Will he achieve these commitments? Probably not. Will it matter to most voters, especially his supporters? That depends.
During the presidential campaign, Trump was caught in lies, bad behavior and contradictions that would have been lethal for another candidate. It didn’t much matter, although it’s worth remembering that he did lose the popular vote by more than 2.8 million.
As president, the Teflon Don routine will be harder to maintain. He won’t have Hillary Clinton as a foil, and those financially struggling, working-class Americans who rallied to him will expect improvements in their lives.
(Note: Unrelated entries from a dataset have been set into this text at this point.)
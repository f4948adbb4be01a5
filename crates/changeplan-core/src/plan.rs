//! The execution plan handed to the downstream test runner.

use chrono::{DateTime, Utc};
use serde::{Deserialize, Serialize};
use sha2::{Digest, Sha256};

use crate::classify::ChangeAnalysis;
use crate::estimate::TimeEstimate;
use crate::grouping::{ExecutionGroup, GroupingStrategy};
use crate::impact::{ImpactAssessment, ImpactLevel};
use crate::policy::BranchPolicy;

/// `mode` value of a plan that runs nothing.
pub const SKIP_MODE: &str = "skip";
/// Retries the runner is allowed per failed test category.
pub const MAX_RETRIES: u32 = 2;

/// Branch policy fields copied into the plan.
#[derive(Debug, Clone, PartialEq, Eq, Serialize, Deserialize)]
pub struct PlanConfiguration {
    pub policy: String,
    /// Minutes.
    pub max_execution_time: u32,
    pub required_coverage: u32,
    pub parallel_limit: u32,
    pub allow_test_skipping: bool,
}

impl From<&BranchPolicy> for PlanConfiguration {
    fn from(policy: &BranchPolicy) -> Self {
        Self {
            policy: policy.name.clone(),
            max_execution_time: policy.max_execution_minutes,
            required_coverage: policy.required_coverage,
            parallel_limit: policy.parallel_limit,
            allow_test_skipping: policy.allow_skipping,
        }
    }
}

/// What changed and how much it matters.
#[derive(Debug, Clone, PartialEq, Eq, Serialize, Deserialize)]
pub struct ChangeSummary {
    pub impact_level: ImpactLevel,
    pub impact_score: u32,
    pub changed_files_count: usize,
    pub unclassified_files_count: usize,
    /// Test categories inferred from the change, before filtering.
    pub affected_categories: Vec<String>,
}

impl ChangeSummary {
    pub fn new(analysis: &ChangeAnalysis, impact: ImpactAssessment, categories: &[String]) -> Self {
        Self {
            impact_level: impact.level,
            impact_score: impact.score,
            changed_files_count: analysis.total_changed,
            unclassified_files_count: analysis.unclassified.len(),
            affected_categories: categories.to_vec(),
        }
    }
}

/// Instructions for the runner. Retries are the runner's job.
#[derive(Debug, Clone, Copy, PartialEq, Eq, Serialize, Deserialize)]
pub struct ExecutionStrategy {
    pub parallel_execution: bool,
    pub fail_fast: bool,
    pub retry_failed: bool,
    pub max_retries: u32,
}

impl ExecutionStrategy {
    pub fn for_branch(branch: &str, policy: &BranchPolicy) -> Self {
        Self {
            parallel_execution: policy.parallel_limit > 1,
            fail_fast: branch != "main",
            retry_failed: true,
            max_retries: MAX_RETRIES,
        }
    }

    /// Strategy for a plan with nothing to run.
    pub fn skip(branch: &str) -> Self {
        Self {
            parallel_execution: false,
            fail_fast: branch != "main",
            retry_failed: false,
            max_retries: 0,
        }
    }
}

/// Immutable, ordered, time-estimated execution plan.
#[derive(Debug, Clone, PartialEq, Eq, Serialize, Deserialize)]
pub struct ExecutionPlan {
    pub timestamp: DateTime<Utc>,
    pub mode: String,
    pub branch: String,
    pub grouping: GroupingStrategy,
    pub total_tests: usize,
    pub execution_groups: Vec<ExecutionGroup>,
    pub time_estimates: TimeEstimate,
    pub configuration: PlanConfiguration,
    pub change_summary: ChangeSummary,
    pub execution_strategy: ExecutionStrategy,
    #[serde(default)]
    pub diagnostics: Vec<String>,
    /// Hex SHA-256 over the ordered groups; stable across timestamps.
    pub plan_digest: String,
}

impl ExecutionPlan {
    pub fn is_skip(&self) -> bool {
        self.mode == SKIP_MODE
    }

    /// Every planned category in execution order.
    pub fn categories(&self) -> impl Iterator<Item = &str> {
        self.execution_groups.iter().flat_map(ExecutionGroup::categories)
    }

    pub fn to_json_pretty(&self) -> serde_json::Result<String> {
        serde_json::to_string_pretty(self)
    }
}

/// Everything the emitter needs; assembled by the pipeline.
#[derive(Debug, Clone)]
pub struct PlanParts {
    pub timestamp: DateTime<Utc>,
    pub mode: String,
    pub branch: String,
    pub grouping: GroupingStrategy,
    pub groups: Vec<ExecutionGroup>,
    pub time_estimates: TimeEstimate,
    pub policy: BranchPolicy,
    pub change_summary: ChangeSummary,
    pub diagnostics: Vec<String>,
}

/// Assemble the final plan.
///
/// A plan whose change summary has [`ImpactLevel::None`] is emitted in
/// [`SKIP_MODE`] with no groups.
pub fn emit(parts: PlanParts) -> ExecutionPlan {
    let skip = parts.change_summary.impact_level == ImpactLevel::None;
    let (mode, groups, time_estimates, strategy) = if skip {
        (
            SKIP_MODE.to_string(),
            Vec::new(),
            TimeEstimate::default(),
            ExecutionStrategy::skip(&parts.branch),
        )
    } else {
        let strategy = ExecutionStrategy::for_branch(&parts.branch, &parts.policy);
        (parts.mode, parts.groups, parts.time_estimates, strategy)
    };

    ExecutionPlan {
        timestamp: parts.timestamp,
        total_tests: groups.iter().map(ExecutionGroup::len).sum(),
        plan_digest: compute_plan_digest(&groups),
        mode,
        branch: parts.branch,
        grouping: parts.grouping,
        execution_groups: groups,
        time_estimates,
        configuration: PlanConfiguration::from(&parts.policy),
        change_summary: parts.change_summary,
        execution_strategy: strategy,
        diagnostics: parts.diagnostics,
    }
}

/// Deterministic digest of ordered groups, tests, and priorities.
pub fn compute_plan_digest(groups: &[ExecutionGroup]) -> String {
    let mut hasher = Sha256::new();
    for (idx, group) in groups.iter().enumerate() {
        hasher.update(format!("group:{}", idx).as_bytes());
        hasher.update(b"\0");
        for test in group.tests() {
            hasher.update(test.category.as_bytes());
            hasher.update(b":");
            hasher.update(test.priority.to_string().as_bytes());
            hasher.update(b"\0");
        }
    }
    hex::encode(hasher.finalize())
}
Presidents usually are held accountable for specific commitments. In selling the Affordable Care Act, for example, President Barack Obama promised, “If you like your health care plan you can keep it.” That wasn’t true for millions of Americans, and it plagued him and Obamacare through this year.
There’s evidence that voters take some of Trump’s promises more literally than others. At a focus group last week for the University of Pennsylvania’s Annenberg School for Communication, Ohio voters indicated that they expect him to deliver on the economy, jobs and wages. But they didn’t really think he’ll build a wall along the southern border, let alone with Mexico paying for it, or will quickly eliminate the violent jihadists of Islamic State.
That makes sense. It’s reasonable to think that voters care most about the economic and health-care issues that affect them directly. If Trump should bow to congressional Republicans and renege on his campaign promise not to cut Social Security or Medicare benefits, look for a backlash. Repealing Obamacare, as both he and his Congressional colleagues have promised to do, is full of political land mines.
Trump has told coal miners to “get ready to be working your asses off” in an explosion of new jobs. But it isn’t going to happen. Coal-mining jobs have been in decline for six decades, under Ronald Reagan as well as Obama. The fall of coal has nothing to do with China, contrary to Trump claims, but with technology and better energy alternatives from natural gas to wind and solar.
So coal country is likely to be disappointed. But it’s a small slice of the U.S. job market, so there won’t be a great deal of political fallout. That won’t be the case if Trump can’t make good on his vow to generate 25 million jobs overall in the next decade, with higher wages to boot. That’s an ambitious goal, but not a quixotic one — at that pace, he would exceed the job-creation record of Reagan and Obama but trail Bill Clinton’s.
If he comes close, it’s likely to overshadow a multitude of political disappointments. If he doesn’t, economically disadvantaged Trump voters could turn on him.
Republicans dominate Washington these days, and some of them also are setting challenging markers. Trump’s Treasury secretary-designate, Steven Mnuchin, said that “there will be no absolute tax cut for the upper class” in next year’s tax bill. Given the eagerness of congressional Republicans to reduce tax rates on high incomes, that won’t be easy to achieve. It will, however, be easy for lower-income voters to check.
House Speaker Paul Ryan, R-Wisconsin, has declared there will be an interval between repealing and replacing Obamacare so that people can get “better coverage at a better price.” That’s a benchmark that will be tested.